**What the task requires**
Look below for the line containing "#[derive(Clone, Debug, PartialEq, Eq)]"; from there, print each line exactly up to and including the line containing "for &len in", and stop.
Input records section start
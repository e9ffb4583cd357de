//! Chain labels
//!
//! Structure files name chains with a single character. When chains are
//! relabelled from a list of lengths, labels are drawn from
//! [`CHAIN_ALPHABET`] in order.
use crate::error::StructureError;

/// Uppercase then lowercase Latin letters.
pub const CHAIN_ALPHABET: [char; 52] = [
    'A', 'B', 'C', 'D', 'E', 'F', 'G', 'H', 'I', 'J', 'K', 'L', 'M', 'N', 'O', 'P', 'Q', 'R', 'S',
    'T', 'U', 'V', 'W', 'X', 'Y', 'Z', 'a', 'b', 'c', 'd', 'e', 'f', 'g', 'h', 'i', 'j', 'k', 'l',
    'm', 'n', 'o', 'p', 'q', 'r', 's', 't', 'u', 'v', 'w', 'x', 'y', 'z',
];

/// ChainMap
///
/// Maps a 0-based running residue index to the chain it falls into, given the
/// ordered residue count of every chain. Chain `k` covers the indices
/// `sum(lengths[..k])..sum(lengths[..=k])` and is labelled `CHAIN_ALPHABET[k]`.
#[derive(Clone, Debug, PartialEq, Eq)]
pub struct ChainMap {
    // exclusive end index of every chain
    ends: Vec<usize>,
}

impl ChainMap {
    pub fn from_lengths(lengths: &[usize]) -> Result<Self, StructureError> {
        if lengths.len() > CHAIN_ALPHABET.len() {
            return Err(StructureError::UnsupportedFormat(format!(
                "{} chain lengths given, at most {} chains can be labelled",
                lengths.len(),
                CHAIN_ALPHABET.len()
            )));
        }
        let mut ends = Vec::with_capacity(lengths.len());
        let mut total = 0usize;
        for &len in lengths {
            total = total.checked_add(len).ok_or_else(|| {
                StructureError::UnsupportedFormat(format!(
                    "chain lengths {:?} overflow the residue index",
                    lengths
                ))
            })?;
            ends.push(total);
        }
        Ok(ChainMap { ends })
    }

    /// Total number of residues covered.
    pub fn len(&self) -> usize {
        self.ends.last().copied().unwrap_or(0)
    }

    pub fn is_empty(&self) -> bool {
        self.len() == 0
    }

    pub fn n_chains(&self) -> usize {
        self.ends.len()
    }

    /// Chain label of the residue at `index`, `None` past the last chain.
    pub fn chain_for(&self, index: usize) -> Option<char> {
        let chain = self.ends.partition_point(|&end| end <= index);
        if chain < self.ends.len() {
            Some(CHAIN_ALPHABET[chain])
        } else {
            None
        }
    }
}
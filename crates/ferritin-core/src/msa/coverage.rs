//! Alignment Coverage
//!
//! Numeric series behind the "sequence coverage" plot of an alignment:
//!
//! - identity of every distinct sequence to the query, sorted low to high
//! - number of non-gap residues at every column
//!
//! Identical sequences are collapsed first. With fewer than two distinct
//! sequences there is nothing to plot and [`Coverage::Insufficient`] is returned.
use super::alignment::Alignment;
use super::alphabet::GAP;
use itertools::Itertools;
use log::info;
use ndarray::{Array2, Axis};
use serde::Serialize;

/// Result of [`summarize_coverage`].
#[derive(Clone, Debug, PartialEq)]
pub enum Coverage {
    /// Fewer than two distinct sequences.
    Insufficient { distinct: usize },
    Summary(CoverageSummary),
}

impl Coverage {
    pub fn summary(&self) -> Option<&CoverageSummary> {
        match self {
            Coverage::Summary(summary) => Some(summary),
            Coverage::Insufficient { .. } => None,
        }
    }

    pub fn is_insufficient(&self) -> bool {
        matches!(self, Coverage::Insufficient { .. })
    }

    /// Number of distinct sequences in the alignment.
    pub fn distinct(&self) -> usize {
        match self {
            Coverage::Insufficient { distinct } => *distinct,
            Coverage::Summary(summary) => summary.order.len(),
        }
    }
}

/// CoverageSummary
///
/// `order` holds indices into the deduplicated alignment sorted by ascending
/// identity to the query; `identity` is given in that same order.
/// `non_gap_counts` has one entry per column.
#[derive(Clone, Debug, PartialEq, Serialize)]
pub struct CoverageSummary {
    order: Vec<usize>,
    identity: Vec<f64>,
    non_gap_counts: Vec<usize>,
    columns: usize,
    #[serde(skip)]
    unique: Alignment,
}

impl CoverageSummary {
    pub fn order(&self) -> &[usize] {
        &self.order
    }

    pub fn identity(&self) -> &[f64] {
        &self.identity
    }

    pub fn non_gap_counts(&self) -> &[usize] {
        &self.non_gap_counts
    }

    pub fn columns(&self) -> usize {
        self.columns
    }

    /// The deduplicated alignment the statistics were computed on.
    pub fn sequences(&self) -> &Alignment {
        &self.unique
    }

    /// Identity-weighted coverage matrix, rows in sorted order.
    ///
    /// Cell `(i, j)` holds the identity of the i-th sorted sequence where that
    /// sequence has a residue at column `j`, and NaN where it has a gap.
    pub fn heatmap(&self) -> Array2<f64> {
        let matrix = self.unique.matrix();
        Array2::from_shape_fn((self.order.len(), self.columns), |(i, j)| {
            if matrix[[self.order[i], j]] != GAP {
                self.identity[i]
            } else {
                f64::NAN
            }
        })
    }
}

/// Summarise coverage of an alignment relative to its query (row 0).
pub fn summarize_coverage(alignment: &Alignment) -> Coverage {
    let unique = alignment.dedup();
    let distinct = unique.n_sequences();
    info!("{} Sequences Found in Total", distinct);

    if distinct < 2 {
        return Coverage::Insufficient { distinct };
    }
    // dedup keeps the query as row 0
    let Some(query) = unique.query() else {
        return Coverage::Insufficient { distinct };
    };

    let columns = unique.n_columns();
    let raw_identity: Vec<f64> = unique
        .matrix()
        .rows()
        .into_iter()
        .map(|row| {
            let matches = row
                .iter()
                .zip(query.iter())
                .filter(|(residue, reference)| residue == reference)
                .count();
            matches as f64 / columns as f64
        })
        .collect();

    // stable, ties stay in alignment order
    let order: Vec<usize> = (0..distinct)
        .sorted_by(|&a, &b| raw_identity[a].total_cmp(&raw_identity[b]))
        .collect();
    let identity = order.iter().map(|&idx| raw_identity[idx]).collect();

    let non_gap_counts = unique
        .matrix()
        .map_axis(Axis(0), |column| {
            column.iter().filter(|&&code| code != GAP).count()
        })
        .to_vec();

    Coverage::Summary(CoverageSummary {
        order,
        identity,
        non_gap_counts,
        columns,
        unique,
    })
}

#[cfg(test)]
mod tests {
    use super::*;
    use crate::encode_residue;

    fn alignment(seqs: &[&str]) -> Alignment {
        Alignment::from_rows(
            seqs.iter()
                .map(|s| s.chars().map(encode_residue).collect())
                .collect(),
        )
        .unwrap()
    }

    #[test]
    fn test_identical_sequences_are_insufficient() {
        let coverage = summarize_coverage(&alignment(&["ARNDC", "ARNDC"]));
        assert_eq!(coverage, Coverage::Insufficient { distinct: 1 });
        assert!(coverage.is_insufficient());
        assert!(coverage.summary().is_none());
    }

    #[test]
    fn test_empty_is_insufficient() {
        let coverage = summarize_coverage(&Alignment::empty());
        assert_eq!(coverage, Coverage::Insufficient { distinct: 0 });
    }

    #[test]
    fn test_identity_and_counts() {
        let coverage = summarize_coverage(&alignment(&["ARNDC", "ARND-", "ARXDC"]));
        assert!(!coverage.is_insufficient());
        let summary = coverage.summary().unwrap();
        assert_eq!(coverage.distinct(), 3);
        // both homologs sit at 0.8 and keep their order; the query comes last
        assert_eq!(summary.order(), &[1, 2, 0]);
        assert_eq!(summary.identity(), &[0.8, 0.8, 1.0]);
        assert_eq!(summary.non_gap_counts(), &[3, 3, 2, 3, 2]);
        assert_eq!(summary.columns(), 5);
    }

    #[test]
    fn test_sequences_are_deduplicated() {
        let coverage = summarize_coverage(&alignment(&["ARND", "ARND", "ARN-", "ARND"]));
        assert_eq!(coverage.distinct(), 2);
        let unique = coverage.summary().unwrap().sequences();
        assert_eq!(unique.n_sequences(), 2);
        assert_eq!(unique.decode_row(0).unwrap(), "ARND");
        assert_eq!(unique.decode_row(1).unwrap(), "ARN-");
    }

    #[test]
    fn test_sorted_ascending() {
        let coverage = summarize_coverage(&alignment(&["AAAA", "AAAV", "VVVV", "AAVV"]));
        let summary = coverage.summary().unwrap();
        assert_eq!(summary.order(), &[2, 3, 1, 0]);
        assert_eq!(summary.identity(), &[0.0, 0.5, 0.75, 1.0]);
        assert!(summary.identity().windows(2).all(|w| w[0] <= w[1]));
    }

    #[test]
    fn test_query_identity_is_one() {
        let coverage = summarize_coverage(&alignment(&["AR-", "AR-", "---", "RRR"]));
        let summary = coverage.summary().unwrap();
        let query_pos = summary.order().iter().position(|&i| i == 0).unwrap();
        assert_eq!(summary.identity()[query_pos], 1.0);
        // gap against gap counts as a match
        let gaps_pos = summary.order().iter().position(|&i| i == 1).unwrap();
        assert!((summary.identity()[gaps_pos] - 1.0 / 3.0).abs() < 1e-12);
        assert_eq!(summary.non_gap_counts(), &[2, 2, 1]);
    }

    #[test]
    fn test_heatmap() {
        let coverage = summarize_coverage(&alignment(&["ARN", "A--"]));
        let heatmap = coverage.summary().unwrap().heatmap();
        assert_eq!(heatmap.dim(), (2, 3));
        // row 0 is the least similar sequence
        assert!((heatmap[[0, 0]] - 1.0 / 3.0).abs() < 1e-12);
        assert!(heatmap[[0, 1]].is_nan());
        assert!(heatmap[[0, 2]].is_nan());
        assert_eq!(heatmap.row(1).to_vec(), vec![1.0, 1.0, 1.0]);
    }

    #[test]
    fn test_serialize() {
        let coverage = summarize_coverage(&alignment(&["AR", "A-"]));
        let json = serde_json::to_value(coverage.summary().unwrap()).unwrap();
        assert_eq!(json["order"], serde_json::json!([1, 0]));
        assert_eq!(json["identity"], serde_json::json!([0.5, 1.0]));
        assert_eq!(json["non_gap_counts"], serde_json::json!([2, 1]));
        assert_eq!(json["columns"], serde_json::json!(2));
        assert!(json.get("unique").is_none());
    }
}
Input records section end
**Answer space**
#[derive(Clone, Debug, PartialEq, Eq)]
pub struct ChainMap {
    // exclusive end index of every chain
    ends: Vec<usize>,
}

impl ChainMap {
    pub fn from_lengths(lengths: &[usize]) -> Result<Self, StructureError> {
        if lengths.len() > CHAIN_ALPHABET.len() {
            return Err(StructureError::UnsupportedFormat(format!(
                "{} chain lengths given, at most {} chains can be labelled",
                lengths.len(),
                CHAIN_ALPHABET.len()
            )));
        }
        let mut ends = Vec::with_capacity(lengths.len());
        let mut total = 0usize;
        for &len in lengths {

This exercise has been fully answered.